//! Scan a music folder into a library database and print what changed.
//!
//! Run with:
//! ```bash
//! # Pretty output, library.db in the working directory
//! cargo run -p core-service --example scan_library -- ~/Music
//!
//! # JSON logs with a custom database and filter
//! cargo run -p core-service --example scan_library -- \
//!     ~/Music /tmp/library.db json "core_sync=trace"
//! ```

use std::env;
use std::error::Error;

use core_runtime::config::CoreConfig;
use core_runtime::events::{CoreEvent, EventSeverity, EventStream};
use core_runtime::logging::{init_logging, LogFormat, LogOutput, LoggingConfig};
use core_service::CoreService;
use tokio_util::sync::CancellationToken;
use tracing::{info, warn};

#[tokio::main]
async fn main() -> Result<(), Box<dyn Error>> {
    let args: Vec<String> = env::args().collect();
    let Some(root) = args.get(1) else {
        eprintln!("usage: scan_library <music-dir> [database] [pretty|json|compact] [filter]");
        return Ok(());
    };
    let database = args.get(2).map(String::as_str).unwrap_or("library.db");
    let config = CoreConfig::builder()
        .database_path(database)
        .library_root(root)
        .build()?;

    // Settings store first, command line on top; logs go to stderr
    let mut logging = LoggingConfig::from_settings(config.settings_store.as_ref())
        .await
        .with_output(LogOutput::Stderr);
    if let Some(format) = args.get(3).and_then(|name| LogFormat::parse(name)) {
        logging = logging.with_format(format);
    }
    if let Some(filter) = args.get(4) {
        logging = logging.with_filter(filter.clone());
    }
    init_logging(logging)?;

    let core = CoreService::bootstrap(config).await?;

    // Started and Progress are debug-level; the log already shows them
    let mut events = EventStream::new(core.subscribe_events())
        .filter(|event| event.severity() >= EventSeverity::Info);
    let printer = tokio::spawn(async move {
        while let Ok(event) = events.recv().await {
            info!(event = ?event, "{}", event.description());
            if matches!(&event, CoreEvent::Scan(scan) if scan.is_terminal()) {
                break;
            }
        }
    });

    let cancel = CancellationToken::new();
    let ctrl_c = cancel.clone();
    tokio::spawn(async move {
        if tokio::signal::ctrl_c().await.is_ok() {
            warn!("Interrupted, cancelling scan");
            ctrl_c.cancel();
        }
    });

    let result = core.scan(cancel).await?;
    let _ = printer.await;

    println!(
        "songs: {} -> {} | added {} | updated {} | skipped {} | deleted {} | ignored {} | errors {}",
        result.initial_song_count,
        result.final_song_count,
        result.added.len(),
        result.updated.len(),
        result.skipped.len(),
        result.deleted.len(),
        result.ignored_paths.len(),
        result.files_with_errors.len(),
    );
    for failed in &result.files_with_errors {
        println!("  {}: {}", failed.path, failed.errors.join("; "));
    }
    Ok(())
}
──────────
**Task brief:** Output the data above without altering a line.

**Exercise result:**
//! Scan a music folder into a library database and print what changed.
//!
//! Run with:
//! ```bash
//! # Pretty output, library.db in the working directory
//! cargo run -p core-service --example scan_library -- ~/Music
//!
//! # JSON logs with a custom database and filter
//! cargo run -p core-service --example scan_library -- \
//!     ~/Music /tmp/library.db json "core_sync=trace"
//! ```

use std::env;
use std::error::Error;

use core_runtime::config::CoreConfig;
use core_runtime::events::{CoreEvent, EventSeverity, EventStream};
use core_runtime::logging::{init_logging, LogFormat, LogOutput, LoggingConfig};
use core_service::CoreService;
use tokio_util::sync::CancellationToken;
use tracing::{info, warn};

#[tokio::main]
async fn main() -> Result<(), Box<dyn Error>> {
    let args: Vec<String> = env::args().collect();
    let Some(root) = args.get(1) else {
        eprintln!("usage: scan_library <music-dir> [database] [pretty|json|compact] [filter]");
        return Ok(());
    };
    let database = args.get(2).map(String::as_str).unwrap_or("library.db");
    let config = CoreConfig::builder()
        .database_path(database)
        .library_root(root)
        .build()?;

    // Settings store first, command line on top; logs go to stderr
    let mut logging = LoggingConfig::from_settings(config.settings_store.as_ref())
        .await
        .with_output(LogOutput::Stderr);
    if let Some(format) = args.get(3).and_then(|name| LogFormat::parse(name)) {
        logging = logging.with_format(format);
    }
    if let Some(filter) = args.get(4) {
        logging = logging.with_filter(filter.clone());
    }
    init_logging(logging)?;

    let core = CoreService::bootstrap(config).await?;

    // Started and Progress are debug-level; the log already shows them
    let mut events = EventStream::new(core.subscribe_events())
        .filter(|event| event.severity() >= EventSeverity::Info);
    let printer = tokio::spawn(async move {
        while let Ok(event) = events.recv().await {
            info!(event = ?event, "{}", event.description());
            if matches!(&event, CoreEvent::Scan(scan) if scan.is_terminal()) {
                break;
            }
        }
    });

    let cancel = CancellationToken::new();
    let ctrl_c = cancel.clone();
    tokio::spawn(async move {
        if tokio::signal::ctrl_c().await.is_ok() {
            warn!("Interrupted, cancelling scan");
            ctrl_c.cancel();
        }
    });

    let result = core.scan(cancel).await?;
    let _ = printer.await;

    println!(
        "songs: {} -> {} | added {} | updated {} | skipped {} | deleted {} | ignored {} | errors {}",
        result.initial_song_count,
        result.final_song_count,
        result.added.len(),
        result.updated.len(),
        result.skipped.len(),
        result.deleted.len(),
        result.ignored_paths.len(),
        result.files_with_errors.len(),
    );
    for failed in &result.files_with_errors {
        println!("  {}: {}", failed.path, failed.errors.join("; "));
    }
    Ok(())
}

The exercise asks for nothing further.